ACCC chairman Rod Sims says Careers Australia’s conduct ”affected some of the most vulnerable and disadvantaged groups of consumers in Australia”. Photo: Dominic Lorrimer

ACCC Chairman Rod Sims said it was unacceptable that Careers Australia enrolled consumers from a remote Aboriginal community but did not alert them to the debts they would incur.

“This conduct affected some of the most vulnerable and disadvantaged groups of consumers in Australia,” he said.

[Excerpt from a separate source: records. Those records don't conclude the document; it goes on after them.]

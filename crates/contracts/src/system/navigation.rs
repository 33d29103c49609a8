//! Static route table and the role-filtered navigation menu

use super::roles::Role;

pub mod paths {
    pub const AUTH: &str = "/auth";
    pub const HOME: &str = "/";
    pub const PRODUCTS: &str = "/products";
    pub const INVENTORY: &str = "/inventory";
    pub const PURCHASE: &str = "/purchase";
    pub const SALES: &str = "/sales";
    pub const SUPPLIERS: &str = "/suppliers";
    pub const ROLES: &str = "/roles";
    pub const ADMIN: &str = "/admin";
}

/// Minimum role for an entry to be visible
#[derive(Debug, Clone, Copy, PartialEq, Eq)]
pub enum RouteAccess {
    Everyone,
    AdminOrManager,
    ManagerOnly,
}

impl RouteAccess {
    pub fn allows(self, role: Role) -> bool {
        match self {
            RouteAccess::Everyone => true,
            RouteAccess::AdminOrManager => role.is_admin_or_manager(),
            RouteAccess::ManagerOnly => role == Role::Manager,
        }
    }
}

#[derive(Debug, Clone, Copy, PartialEq, Eq)]
pub struct RouteDescriptor {
    pub path: &'static str,
    pub label: &'static str,
    pub icon: &'static str,
    pub access: RouteAccess,
}

/// Every navigable screen, in menu order
pub const ROUTES: &[RouteDescriptor] = &[
    RouteDescriptor {
        path: paths::HOME,
        label: "首页",
        icon: "home",
        access: RouteAccess::Everyone,
    },
    RouteDescriptor {
        path: paths::PRODUCTS,
        label: "商品管理",
        icon: "package",
        access: RouteAccess::Everyone,
    },
    RouteDescriptor {
        path: paths::INVENTORY,
        label: "库存管理",
        icon: "bar-chart",
        access: RouteAccess::Everyone,
    },
    RouteDescriptor {
        path: paths::PURCHASE,
        label: "采购管理",
        icon: "shopping-cart",
        access: RouteAccess::Everyone,
    },
    RouteDescriptor {
        path: paths::SALES,
        label: "销售管理",
        icon: "trending-up",
        access: RouteAccess::Everyone,
    },
    RouteDescriptor {
        path: paths::SUPPLIERS,
        label: "供应商",
        icon: "users",
        access: RouteAccess::Everyone,
    },
    RouteDescriptor {
        path: paths::ROLES,
        label: "角色管理",
        icon: "settings",
        access: RouteAccess::AdminOrManager,
    },
    RouteDescriptor {
        path: paths::ADMIN,
        label: "管理面板",
        icon: "shield",
        access: RouteAccess::ManagerOnly,
    },
];

/// Visible menu for `role`: the unconditional entries in declaration order,
/// then the role-gated entries the role satisfies, also in declaration order.
pub fn compose_navigation(descriptors: &[RouteDescriptor], role: Role) -> Vec<&RouteDescriptor> {
    let base = descriptors
        .iter()
        .filter(|d| d.access == RouteAccess::Everyone);
    let gated = descriptors
        .iter()
        .filter(|d| d.access != RouteAccess::Everyone && d.access.allows(role));
    base.chain(gated).collect()
}

pub fn descriptor_for(path: &str) -> Option<&'static RouteDescriptor> {
    ROUTES.iter().find(|d| d.path == path)
}

/// Menu highlight: exact path match only
pub fn is_active(item_path: &str, current_path: &str) -> bool {
    item_path == current_path
}

#[cfg(test)]
mod tests {
    use super::*;

    fn paths_for(role: Role) -> Vec<&'static str> {
        compose_navigation(ROUTES, role).iter().map(|d| d.path).collect()
    }

    const BASE: [&str; 6] = [
        paths::HOME,
        paths::PRODUCTS,
        paths::INVENTORY,
        paths::PURCHASE,
        paths::SALES,
        paths::SUPPLIERS,
    ];

    #[test]
    fn test_unassigned_sees_base_set_exactly() {
        assert_eq!(paths_for(Role::Unassigned), BASE.to_vec());
    }

    #[test]
    fn test_roles_entry_hidden_from_non_admin_roles() {
        for role in [Role::Purchaser, Role::Unassigned] {
            assert!(!paths_for(role).contains(&paths::ROLES));
            assert!(!paths_for(role).contains(&paths::ADMIN));
        }
    }

    #[test]
    fn test_admin_gets_roles_only() {
        let mut expected = BASE.to_vec();
        expected.push(paths::ROLES);
        assert_eq!(paths_for(Role::Admin), expected);
    }

    #[test]
    fn test_manager_gets_roles_and_admin_appended() {
        let mut expected = BASE.to_vec();
        expected.push(paths::ROLES);
        expected.push(paths::ADMIN);
        assert_eq!(paths_for(Role::Manager), expected);
    }

    #[test]
    fn test_gated_entries_follow_base_regardless_of_declaration() {
        let shuffled = [ROUTES[7], ROUTES[0], ROUTES[6], ROUTES[1]];
        let visible: Vec<&str> = compose_navigation(&shuffled, Role::Manager)
            .iter()
            .map(|d| d.path)
            .collect();
        assert_eq!(visible, vec![paths::HOME, paths::PRODUCTS, paths::ADMIN, paths::ROLES]);
    }

    #[test]
    fn test_lookup_and_active() {
        assert_eq!(descriptor_for("/suppliers").map(|d| d.label), Some("供应商"));
        assert!(descriptor_for("/nowhere").is_none());
        assert!(is_active("/", "/"));
        assert!(!is_active("/", "/products"));
    }
}
pub mod dashboards;
pub mod domain;
pub mod shared;
pub mod system;
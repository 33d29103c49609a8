use contracts::dashboards::d001_overview::{DashboardStats, StatKind};
use futures::future::join4;

use crate::shared::rest;

/// The four head counts, issued concurrently; a failed count reads as 0
pub async fn fetch_dashboard_stats() -> DashboardStats {
    let [products, low_stock, purchases, sales] = StatKind::ALL.map(|kind| kind.count_query());
    let (products, low_stock, purchases, sales) = join4(
        rest::count(&products),
        rest::count(&low_stock),
        rest::count(&purchases),
        rest::count(&sales),
    )
    .await;

    let counts = [products, low_stock, purchases, sales];
    for (kind, count) in StatKind::ALL.iter().zip(&counts) {
        if let Err(e) = count {
            log::warn!("count for {} failed: {}", kind.title(), e);
        }
    }
    DashboardStats::from_counts(counts)
}
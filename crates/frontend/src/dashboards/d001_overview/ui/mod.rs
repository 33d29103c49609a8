use contracts::dashboards::d001_overview::{DashboardStats, StatKind};
use contracts::shared::cache::keys;
use leptos::prelude::*;
use leptos::task::spawn_local;

use crate::dashboards::d001_overview::api;
use crate::shared::components::page_header::PageHeader;
use crate::shared::components::stat_card::StatCard;
use crate::shared::page_frame::PageFrame;
use crate::shared::page_standard::PAGE_CAT_DASHBOARD;
use crate::shared::query_client::use_query_client;

/// Home screen (`/`): four counters
#[component]
pub fn DashboardPage() -> impl IntoView {
    let queries = use_query_client();
    let stats: RwSignal<Option<DashboardStats>> = RwSignal::new(None);

    Effect::new(move |_| {
        queries.watch(keys::DASHBOARD_STATS);
        spawn_local(async move {
            stats.set(Some(api::fetch_dashboard_stats().await));
        });
    });

    view! {
        <PageFrame page_id="d001_overview--dashboard" category=PAGE_CAT_DASHBOARD>
            <PageHeader title="仪表盘" />

            <div class="page__content">
                <div class="stat-grid">
                    {StatKind::ALL.into_iter().map(|kind| view! {
                        <StatCard
                            label=kind.title().to_string()
                            icon_name=kind.icon().to_string()
                            value=Signal::derive(move || stats.get().map(|s| s.value(kind)))
                            warn_when_positive=kind == StatKind::LowStockItems
                        />
                    }).collect_view()}
                </div>
            </div>
        </PageFrame>
    }
}
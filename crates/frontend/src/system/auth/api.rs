use contracts::shared::error::ApiError;
use contracts::system::auth::{AuthUser, RefreshRequest, SignInRequest, TokenResponse};
use gloo_net::http::{Request, RequestBuilder};

use crate::shared::api_utils::{backend, decode_error, ensure_ok, network_error};

fn auth_request(builder: RequestBuilder) -> RequestBuilder {
    builder.header("apikey", &backend().anon_key)
}

async fn token_grant<B: serde::Serialize>(grant_type: &str, body: &B) -> Result<TokenResponse, ApiError> {
    let url = backend().auth_url(&format!("token?grant_type={}", grant_type));
    let response = auth_request(Request::post(&url))
        .json(body)
        .map_err(|e| ApiError::Decode(format!("Failed to serialize request: {}", e)))?
        .send()
        .await
        .map_err(network_error)?;

    ensure_ok(response)
        .await?
        .json::<TokenResponse>()
        .await
        .map_err(decode_error)
}

/// Sign in with e-mail and password
pub async fn sign_in(email: String, password: String) -> Result<TokenResponse, ApiError> {
    token_grant("password", &SignInRequest { email, password }).await
}

/// Exchange a refresh token for a new token pair
pub async fn refresh_token(refresh_token: String) -> Result<TokenResponse, ApiError> {
    token_grant("refresh_token", &RefreshRequest { refresh_token }).await
}

/// User behind an access token; fails when the token is no longer accepted
pub async fn get_current_user(access_token: &str) -> Result<AuthUser, ApiError> {
    let response = auth_request(Request::get(&backend().auth_url("user")))
        .header("Authorization", &format!("Bearer {}", access_token))
        .send()
        .await
        .map_err(network_error)?;

    ensure_ok(response)
        .await?
        .json::<AuthUser>()
        .await
        .map_err(decode_error)
}

/// Revoke the session on the backend
pub async fn sign_out(access_token: &str) -> Result<(), ApiError> {
    let response = auth_request(Request::post(&backend().auth_url("logout")))
        .header("Authorization", &format!("Bearer {}", access_token))
        .send()
        .await
        .map_err(network_error)?;

    ensure_ok(response).await.map(|_| ())
}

“It is also unacceptable that significant Commonwealth money went to fund courses that were often not undertaken.”

The Commonwealth's  estimated $4 billion in debt by 2015.

The court-enforced undertaking, revealed on Monday, allows Careers Australia to avoid court action in the Federal Court but compels the company to automatically cancel the enrolments of students who have not completed a unit of study, and to repay the Commonwealth any amounts received as a result of those enrolments.

Since 2013, the company has received $190 million in Commonwealth funding for 20,000 enrolled students. It has since begun the process of reversing enrolments and student debt, handing back $44 million to taxpayers, and relief to up to 12,000 students, some of whom live in impoverished communities.

The private college network has now been forced to implement a compliance program, including training for staff and regular reviews for its 15 campuses where it runs courses in nursing, business, counselling and community work.

Last year the company’s CEO, Patrick McKendry, stepped aside from his role as one of the federal government’s top advisers on vocational education pending the outcome the ACCC investigation.

Careers Australia is the fifth education provider to be pursued by the ACCC this year in its attempt to clean out the scandal-plagued vocational education sector.

So far, the ACCC has sought the return of more than $460 million in taxpayer funding from Sydney colleges Unique, Empower and AIPE, and Melbourne’s Phoenix Institute. It is understood the regulator has another five private operations in its sights.